Just this week in the United States, two massive lotteries exceeded 600 million dollars, prompting millions to hop state borders and buy tickets. Lottery retailers had long lines of hopeful people, all dreaming that their lives would be instantly transformed overnight.
The age-old question—can money buy happiness?—is one that may be pondered for the entirety of civilized existence. Most people recognize that while money cannot truly “buy” happiness, it can make life significantly easier and less stressful, which can certainly enhance one’s quality of life. But does this necessarily mean greater happiness? Many millionaires and celebrities who seem to have everything often turn to drugs, alcohol, or even suicide to escape their unhappiness. The happiest people you know aren’t necessarily the richest. While having more money can present its share of problems, it has no direct effect on the happiness inherent in every living soul. Just look at your favorite canine—without a penny to their name, and with nothing but the fur on their back, they certainly don’t equate money with happiness.

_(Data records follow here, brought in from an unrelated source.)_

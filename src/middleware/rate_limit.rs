use axum::{
    extract::{Request, State},
    middleware::Next,
    response::{IntoResponse, Response},
};
use newsdesk_core::{AppError, ErrorCode};
use tracing::warn;

use crate::context::RequestContext;
use crate::metrics::track_gate_rejection;
use crate::middleware::insert_rate_limit_headers;
use crate::state::AppState;

/// Applies the general API limit to unauthenticated routes, keyed by IP.
///
/// Authenticated routes are limited inside the gate instead, keyed by IP,
/// user and role.
pub async fn api_rate_limit(State(state): State<AppState>, req: Request, next: Next) -> Response {
    let (parts, body) = req.into_parts();
    let ctx = RequestContext::from_parts(
        &parts,
        &state.jwt_config().cookie_name,
        state.security_config().trust_proxy,
    );

    if ctx
        .client_ip
        .is_some_and(|ip| state.security_config().is_trusted(&ip))
    {
        return next.run(Request::from_parts(parts, body)).await;
    }

    match state.api_limiter.check(&ctx.ip_key()) {
        Ok(status) => {
            let mut response = next.run(Request::from_parts(parts, body)).await;
            insert_rate_limit_headers(response.headers_mut(), &status);
            response
        }
        Err(limited) => {
            warn!(ip = %ctx.ip_key(), path = %ctx.path, "API rate limit exceeded");
            track_gate_rejection(ErrorCode::RateLimitExceeded.as_str());
            AppError::too_many_requests(ErrorCode::RateLimitExceeded, limited.retry_after_secs)
                .into_response()
        }
    }
}
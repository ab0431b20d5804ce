use axum::{Router, routing::get};

use crate::state::AppState;

use super::controller::{get_role_permissions, list_roles, update_role_permissions};

pub fn init_roles_router() -> Router<AppState> {
    Router::new().route("/", get(list_roles)).route(
        "/{role}/permissions",
        get(get_role_permissions).put(update_role_permissions),
    )
}
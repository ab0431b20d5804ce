//! Per-IP record of flagged requests and the set of blocked IPs.
//!
//! Every flagged event is appended to the IP's history, of which only the
//! most recent `history` entries are kept. Once the retained history holds
//! `threshold` or more events the IP is blocked, and stays blocked until an
//! administrator lifts it.

use std::collections::VecDeque;
use std::fmt;
use std::net::IpAddr;
use std::sync::Arc;

use chrono::{DateTime, Utc};
use dashmap::DashMap;
use newsdesk_config::SecurityConfig;
use newsdesk_core::Clock;
use serde::Serialize;
use tracing::warn;

use crate::signatures::{Finding, ThreatKind};

#[derive(Debug, Clone, PartialEq, Eq)]
struct SuspiciousEvent {
    kind: ThreatKind,
    at: DateTime<Utc>,
}

#[derive(Debug, Clone, PartialEq, Eq, Serialize)]
#[serde(rename_all = "camelCase")]
pub struct BlockedIp {
    pub ip: IpAddr,
    pub blocked_at: DateTime<Utc>,
    /// Kind of the event that tipped the IP over the threshold.
    pub reason: ThreatKind,
    pub events: usize,
}

pub struct SuspiciousActivityTracker {
    threshold: usize,
    history: usize,
    clock: Arc<dyn Clock>,
    events: DashMap<IpAddr, VecDeque<SuspiciousEvent>>,
    blocked: DashMap<IpAddr, BlockedIp>,
}

impl fmt::Debug for SuspiciousActivityTracker {
    fn fmt(&self, f: &mut fmt::Formatter<'_>) -> fmt::Result {
        f.debug_struct("SuspiciousActivityTracker")
            .field("threshold", &self.threshold)
            .field("history", &self.history)
            .field("blocked", &self.blocked.len())
            .finish_non_exhaustive()
    }
}

impl SuspiciousActivityTracker {
    pub fn new(threshold: usize, history: usize, clock: Arc<dyn Clock>) -> Self {
        Self {
            threshold: threshold.max(1),
            history: history.max(1),
            clock,
            events: DashMap::new(),
            blocked: DashMap::new(),
        }
    }

    pub fn from_config(config: &SecurityConfig, clock: Arc<dyn Clock>) -> Self {
        Self::new(config.suspicious_threshold, config.suspicious_history, clock)
    }

    pub fn is_blocked(&self, ip: &IpAddr) -> bool {
        self.blocked.contains_key(ip)
    }

    /// Records each finding as one event. Returns `true` if this call
    /// moved the IP into the blocked set.
    pub fn record(&self, ip: IpAddr, findings: &[Finding]) -> bool {
        if findings.is_empty() {
            return false;
        }
        let now = self.clock.now();

        let retained = {
            let mut history = self.events.entry(ip).or_default();
            for finding in findings {
                history.push_back(SuspiciousEvent {
                    kind: finding.kind,
                    at: now,
                });
                while history.len() > self.history {
                    history.pop_front();
                }
            }
            history.len()
        };

        if retained < self.threshold || self.is_blocked(&ip) {
            return false;
        }

        let reason = findings.last().map_or(ThreatKind::Scanner, |f| f.kind);
        warn!(%ip, events = retained, %reason, "blocking IP after repeated suspicious requests");
        self.blocked.insert(
            ip,
            BlockedIp {
                ip,
                blocked_at: now,
                reason,
                events: retained,
            },
        );
        true
    }

    /// Lifts a block and forgets the IP's history. Returns whether it was blocked.
    pub fn unblock(&self, ip: &IpAddr) -> bool {
        self.events.remove(ip);
        self.blocked.remove(ip).is_some()
    }

    pub fn blocked(&self) -> Vec<BlockedIp> {
        let mut list: Vec<BlockedIp> = self.blocked.iter().map(|e| e.value().clone()).collect();
        list.sort_by_key(|b| b.blocked_at);
        list
    }

    /// Number of retained events for `ip`.
    pub fn event_count(&self, ip: &IpAddr) -> usize {
        self.events.get(ip).map_or(0, |h| h.len())
    }

    /// Timestamp of the newest retained event for `ip`.
    pub fn last_event_at(&self, ip: &IpAddr) -> Option<DateTime<Utc>> {
        self.events.get(ip).and_then(|h| h.back().map(|e| e.at))
    }
}
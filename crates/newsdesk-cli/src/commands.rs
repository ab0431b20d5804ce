use anyhow::{Context, Result, bail};
use newsdesk_auth::create_access_token;
use newsdesk_config::JwtConfig;
use newsdesk_core::permissions::{self, SUPER_ADMIN_ROLE};
use newsdesk_core::hash_password;
use newsdesk_db::{RoleStore, UserStore};
use newsdesk_models::{AccountStatus, NewUser, Role, User};

const MIN_PASSWORD_LEN: usize = 8;

/// Creates an active account with the super-admin role.
pub async fn create_admin(
    store: &dyn UserStore,
    name: &str,
    email: &str,
    password: &str,
) -> Result<User> {
    if name.trim().is_empty() {
        bail!("name must not be empty");
    }
    if !email.contains('@') {
        bail!("'{email}' is not a valid email address");
    }
    if password.len() < MIN_PASSWORD_LEN {
        bail!("password must be at least {MIN_PASSWORD_LEN} characters");
    }

    let password_hash = hash_password(password).map_err(|e| anyhow::anyhow!("{e}"))?;
    let user = store
        .create_user(NewUser {
            name: name.trim().to_string(),
            email: email.trim().to_lowercase(),
            role: SUPER_ADMIN_ROLE.to_string(),
            password_hash,
            status: AccountStatus::Active,
        })
        .await
        .context("failed to create admin")?;
    Ok(user)
}

/// Issues an access token for an existing user, e.g. for a service account.
pub async fn issue_token(
    store: &dyn UserStore,
    email: &str,
    jwt_config: &JwtConfig,
) -> Result<String> {
    let creds = store
        .find_credentials_by_email(email)
        .await
        .context("failed to look up user")?
        .with_context(|| format!("no user with email {email}"))?;
    let user = creds.user;
    if !user.status.is_active() {
        bail!("user {email} is {}", user.status);
    }

    create_access_token(user.id.into_inner(), &user.email, &user.role, jwt_config)
        .map_err(|e| anyhow::anyhow!("{e}"))
}

/// Replaces a role's permission list after checking every name is known.
pub async fn set_permissions(
    store: &dyn RoleStore,
    role: &str,
    perms: &[String],
    description: Option<&str>,
) -> Result<Role> {
    let unknown: Vec<&str> = perms
        .iter()
        .map(String::as_str)
        .filter(|p| !permissions::is_known(p))
        .collect();
    if !unknown.is_empty() {
        bail!("unknown permissions: {}", unknown.join(", "));
    }
    store
        .set_permissions(role, perms, description)
        .await
        .context("failed to update role")
}
//! Request-screening and account-protection settings.
//!
//! # Environment Variables
//!
//! - `TRUSTED_IPS`: comma-separated IPs that skip rate limiting and screening
//! - `MASTER_API_KEY`: key accepted in `X-API-Key` for service-to-service calls
//! - `SUSPICIOUS_THRESHOLD`: flagged events that block an IP (default: 5)
//! - `SUSPICIOUS_HISTORY`: flagged events retained per IP (default: 10)
//! - `ACCOUNT_LOCK_MAX_ATTEMPTS`: failed logins before an account locks (default: 5)
//! - `ACCOUNT_LOCK_MINUTES`: lock duration (default: 30)
//! - `REQUEST_TIMEOUT_SECS`: upper bound on request handling (default: 30)
//! - `MAX_BODY_BYTES`: largest request body accepted (default: 2 MiB)
//! - `MAX_SCAN_BODY_BYTES`: leading body bytes checked for attack signatures (default: 1 MiB)
//! - `TRUST_PROXY`: take the client IP from `X-Forwarded-For` / `X-Real-IP` (default: false)

use std::env;
use std::net::IpAddr;

use crate::env_or;

#[derive(Clone, Debug, PartialEq, Eq)]
pub struct SecurityConfig {
    pub trusted_ips: Vec<IpAddr>,
    pub master_api_key: Option<String>,
    pub suspicious_threshold: usize,
    pub suspicious_history: usize,
    pub max_failed_logins: u32,
    pub lock_minutes: i64,
    pub request_timeout_secs: u64,
    /// Largest request body, in bytes, accepted at all.
    pub max_body_bytes: usize,
    /// Leading body bytes checked for attack signatures.
    pub max_scan_body_bytes: usize,
    /// Resolve the client IP from proxy headers instead of the socket.
    pub trust_proxy: bool,
}

impl Default for SecurityConfig {
    fn default() -> Self {
        Self {
            trusted_ips: Vec::new(),
            master_api_key: None,
            suspicious_threshold: 5,
            suspicious_history: 10,
            max_failed_logins: 5,
            lock_minutes: 30,
            request_timeout_secs: 30,
            max_body_bytes: 2 * 1024 * 1024,
            max_scan_body_bytes: 1024 * 1024,
            trust_proxy: false,
        }
    }
}

impl SecurityConfig {
    pub fn from_env() -> Self {
        let defaults = Self::default();
        Self {
            trusted_ips: parse_ip_list(&env::var("TRUSTED_IPS").unwrap_or_default()),
            master_api_key: env::var("MASTER_API_KEY")
                .ok()
                .map(|k| k.trim().to_string())
                .filter(|k| !k.is_empty()),
            suspicious_threshold: env_or("SUSPICIOUS_THRESHOLD", defaults.suspicious_threshold),
            suspicious_history: env_or("SUSPICIOUS_HISTORY", defaults.suspicious_history),
            max_failed_logins: env_or("ACCOUNT_LOCK_MAX_ATTEMPTS", defaults.max_failed_logins),
            lock_minutes: env_or("ACCOUNT_LOCK_MINUTES", defaults.lock_minutes),
            request_timeout_secs: env_or("REQUEST_TIMEOUT_SECS", defaults.request_timeout_secs),
            max_body_bytes: env_or("MAX_BODY_BYTES", defaults.max_body_bytes),
            max_scan_body_bytes: env_or("MAX_SCAN_BODY_BYTES", defaults.max_scan_body_bytes),
            trust_proxy: env::var("TRUST_PROXY")
                .map(|v| v.eq_ignore_ascii_case("true") || v == "1")
                .unwrap_or(defaults.trust_proxy),
        }
    }

    pub fn is_trusted(&self, ip: &IpAddr) -> bool {
        self.trusted_ips.contains(ip)
    }
}

/// Parses a comma-separated allowlist, skipping blanks and malformed entries.
pub fn parse_ip_list(raw: &str) -> Vec<IpAddr> {
    raw.split(',')
        .map(str::trim)
        .filter(|s| !s.is_empty())
        .filter_map(|s| s.parse().ok())
        .collect()
}

#[cfg(test)]
mod tests {
    use super::*;

    #[test]
    fn test_parse_ip_list() {
        let ips = parse_ip_list(" 127.0.0.1, ::1 ,, not-an-ip,10.0.0.5");
        assert_eq!(ips.len(), 3);
        assert_eq!(ips[0], "127.0.0.1".parse::<IpAddr>().unwrap());
        assert_eq!(ips[1], "::1".parse::<IpAddr>().unwrap());
    }

    #[test]
    fn test_is_trusted() {
        let config = SecurityConfig {
            trusted_ips: parse_ip_list("10.0.0.1"),
            ..SecurityConfig::default()
        };
        assert!(config.is_trusted(&"10.0.0.1".parse().unwrap()));
        assert!(!config.is_trusted(&"10.0.0.2".parse().unwrap()));
    }

    #[test]
    fn test_defaults() {
        let config = SecurityConfig::default();
        assert_eq!(config.suspicious_threshold, 5);
        assert_eq!(config.suspicious_history, 10);
        assert!(config.master_api_key.is_none());
        assert!(config.max_scan_body_bytes <= config.max_body_bytes);
    }
}
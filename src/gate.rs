//! The authorization gate.
//!
//! A request passes, in order: API key or token verification, principal
//! loading, rate limiting, permission resolution and the permission check.
//! The first failing stage decides the rejection.

use std::sync::Arc;

use newsdesk_auth::{TokenError, verify_token};
use newsdesk_cache::{CacheError, PermissionCache};
use newsdesk_config::{JwtConfig, SecurityConfig};
use newsdesk_core::{AppError, Clock, ErrorCode};
use newsdesk_db::UserStore;
use newsdesk_guard::{RateLimitStatus, RateLimiter};
use newsdesk_models::{Grants, Principal, User, UserId};
use sha2::{Digest, Sha256};
use tracing::{debug, instrument, warn};

use crate::context::RequestContext;
use crate::metrics::{track_gate_rejection, track_permission_cache};

/// Who the gate let through.
#[derive(Debug, Clone)]
pub enum AuthUser {
    /// A logged-in user with the grants of their role.
    Member(Principal),
    /// A caller holding the master API key; full access.
    Service,
}

impl AuthUser {
    pub fn has_permission(&self, permission: &str) -> bool {
        match self {
            AuthUser::Member(principal) => principal.has_permission(permission),
            AuthUser::Service => true,
        }
    }

    pub fn principal(&self) -> Option<&Principal> {
        match self {
            AuthUser::Member(principal) => Some(principal),
            AuthUser::Service => None,
        }
    }

    pub fn user_id(&self) -> Option<UserId> {
        self.principal().map(|p| p.user.id)
    }

    pub fn grants(&self) -> Grants {
        match self {
            AuthUser::Member(principal) => principal.grants.clone(),
            AuthUser::Service => Grants::Full,
        }
    }
}

/// A request that cleared the gate.
#[derive(Debug, Clone)]
pub struct Authorized {
    pub user: AuthUser,
    /// `None` when the client IP is trusted and rate limiting was skipped.
    pub rate: Option<RateLimitStatus>,
}

pub struct AuthGate {
    jwt: JwtConfig,
    security: SecurityConfig,
    api_key_digest: Option<[u8; 32]>,
    clock: Arc<dyn Clock>,
    users: Arc<dyn UserStore>,
    permissions: Arc<PermissionCache>,
    limiter: Arc<RateLimiter>,
}

impl std::fmt::Debug for AuthGate {
    fn fmt(&self, f: &mut std::fmt::Formatter<'_>) -> std::fmt::Result {
        f.debug_struct("AuthGate")
            .field("limiter", &self.limiter)
            .field("permissions", &self.permissions)
            .finish_non_exhaustive()
    }
}

fn digest(value: &str) -> [u8; 32] {
    Sha256::digest(value.as_bytes()).into()
}

impl AuthGate {
    pub fn new(
        jwt: JwtConfig,
        security: SecurityConfig,
        clock: Arc<dyn Clock>,
        users: Arc<dyn UserStore>,
        permissions: Arc<PermissionCache>,
        limiter: Arc<RateLimiter>,
    ) -> Self {
        let api_key_digest = security.master_api_key.as_deref().map(digest);
        Self {
            jwt,
            security,
            api_key_digest,
            clock,
            users,
            permissions,
            limiter,
        }
    }

    /// Runs every stage. `required` is the permission the route needs, if any.
    ///
    /// Rejections are logged at `warn` and counted before being returned.
    #[instrument(skip_all, fields(path = %ctx.path, ip = %ctx.ip_key()))]
    pub async fn authorize(
        &self,
        ctx: &RequestContext,
        required: Option<&str>,
    ) -> Result<Authorized, AppError> {
        let result = self.run(ctx, required).await;
        if let Err(err) = &result {
            if !err.status.is_server_error() {
                warn!(code = %err.code, ip = %ctx.ip_key(), path = %ctx.path, "request rejected");
            }
            track_gate_rejection(err.code.as_str());
        }
        result
    }

    async fn run(
        &self,
        ctx: &RequestContext,
        required: Option<&str>,
    ) -> Result<Authorized, AppError> {
        let member = match ctx.api_key.as_deref() {
            Some(key) => {
                self.check_api_key(key)?;
                None
            }
            None => Some(self.load_user(ctx).await?),
        };

        let rate_key = match &member {
            Some(user) => format!("{}:{}:{}", ctx.ip_key(), user.id, user.role),
            None => format!("{}:service", ctx.ip_key()),
        };
        let rate = self.rate_limit(ctx, &rate_key)?;

        let user = match member {
            Some(user) => {
                let grants = self.resolve_grants(&user.role).await?;
                AuthUser::Member(Principal { user, grants })
            }
            None => AuthUser::Service,
        };

        if let Some(permission) = required {
            check_permission(&user, permission)?;
        }

        Ok(Authorized { user, rate })
    }

    fn check_api_key(&self, key: &str) -> Result<(), AppError> {
        match &self.api_key_digest {
            Some(expected) if digest(key) == *expected => {
                debug!("service call authenticated by API key");
                Ok(())
            }
            _ => Err(AppError::unauthorized(
                ErrorCode::InvalidApiKey,
                "Invalid API key",
            )),
        }
    }

    /// Token verification and the principal loader.
    async fn load_user(&self, ctx: &RequestContext) -> Result<User, AppError> {
        let (token, source) = ctx
            .token()
            .ok_or_else(|| TokenError::NoToken.to_app_error())?;
        let claims = verify_token(token, &self.jwt).map_err(|e| e.to_app_error())?;
        debug!(%source, sub = %claims.sub, "token verified");

        let user_id: UserId = claims
            .sub
            .parse()
            .map_err(|_| TokenError::Invalid.to_app_error())?;

        let user = self
            .users
            .find_by_id(user_id)
            .await
            .map_err(AppError::internal)?
            .ok_or_else(|| AppError::unauthorized(ErrorCode::UserNotFound, "User not found"))?;

        if !user.status.is_active() {
            return Err(AppError::forbidden(
                ErrorCode::AccountInactive,
                "Account is not active",
            ));
        }

        let now = self.clock.now();
        if let Some(until) = user.lock_until.filter(|until| *until > now) {
            return Err(AppError::locked(until));
        }

        if let Err(e) = self.users.touch_last_activity(user.id, now).await {
            warn!(user_id = %user.id, error = %e, "failed to update last activity");
        }

        Ok(user)
    }

    fn rate_limit(
        &self,
        ctx: &RequestContext,
        key: &str,
    ) -> Result<Option<RateLimitStatus>, AppError> {
        if ctx
            .client_ip
            .is_some_and(|ip| self.security.is_trusted(&ip))
        {
            return Ok(None);
        }

        self.limiter.check(key).map(Some).map_err(|limited| {
            AppError::too_many_requests(ErrorCode::RateLimitExceeded, limited.retry_after_secs)
        })
    }

    async fn resolve_grants(&self, role: &str) -> Result<Grants, AppError> {
        let resolved = self
            .permissions
            .resolve(role)
            .await
            .map_err(|CacheError::Store(e)| AppError::internal(e))?;
        track_permission_cache(resolved.outcome.as_str());
        Ok(resolved.grants)
    }
}

/// The final permission check, also used by route extractors.
pub fn check_permission(user: &AuthUser, permission: &str) -> Result<(), AppError> {
    if user.has_permission(permission) {
        Ok(())
    } else {
        Err(AppError::insufficient_permissions(permission))
    }
}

For many, the accumulation of money and material possessions represents success. Thus, having more seems to boost self-esteem and ego, making a person feel more accomplished. Many believe that feeling more successful, even if only perceived, correlates with increased happiness. The problem is that emotions and feelings stem from a part of the brain with no real material connection. Money can be a tool for happiness, but it is not necessarily a guaranteed path to it.
In the 1970s, a study known as the Easterlin Paradox demonstrated that having more money does not necessarily increase a person’s sense of well-being. The theory suggested that once basic needs—such as food, shelter, and clothing—are met, an increase in income does not correspond with increased happiness.
Additionally, a study by Fortune Magazine showed that as people reached a certain income level, it took increasingly more money to enhance their feelings of well-being. This aligns with the idea that the ultra-wealthy aren’t necessarily happier than those scraping by week to week on paychecks. In “The Science of Getting Rich,” written in the early 1900s, the author argues that desire and passion for continuous improvement, rather than money itself, are the keys to happiness.
Princeton University conducted a study to see if money could buy happiness. The findings indicated that daily happiness—general satisfaction with life—is indeed related to earning enough money to meet day-to-day needs. However, deeper happiness, at a spiritual and emotional level, is more closely tied to gratitude, family life, and general life satisfaction unrelated to financial gains.
Unfortunately, many people believe that money will lead them to happiness. Inherent in human nature is a desire to keep up with the Joneses, and when people feel they can do so, they feel more content. Yet this sense of contentment does not necessarily equate to true happiness.
At some point, each of us must find a place in life where we feel accomplished and successful. We also need to learn to appreciate the things and people we have in our lives and find happiness within ourselves—before money can enhance our emotional well-being. Yes, there’s no doubt that money can ease life’s challenges, and when we experience an easier life, we may enjoy more day-to-day happiness. Yet overall, happiness is a way of life—not defined by material possessions. In fact, according to some philosophies, the constant desire for more can blind us to what we already have, detracting from our overall happiness.
That being said, there isn’t a single person reading this who wouldn’t feel ecstatic to win a 600 million dollar lottery. We could all find a little more joy in discovering a $100 bill on the ground or waking up to find extra thousands in our bank accounts. Yet if we hinge all our happiness on monetary things, chances are we will never truly live an abundant life filled with happiness, constantly feeling a sense of lack. The choice is yours.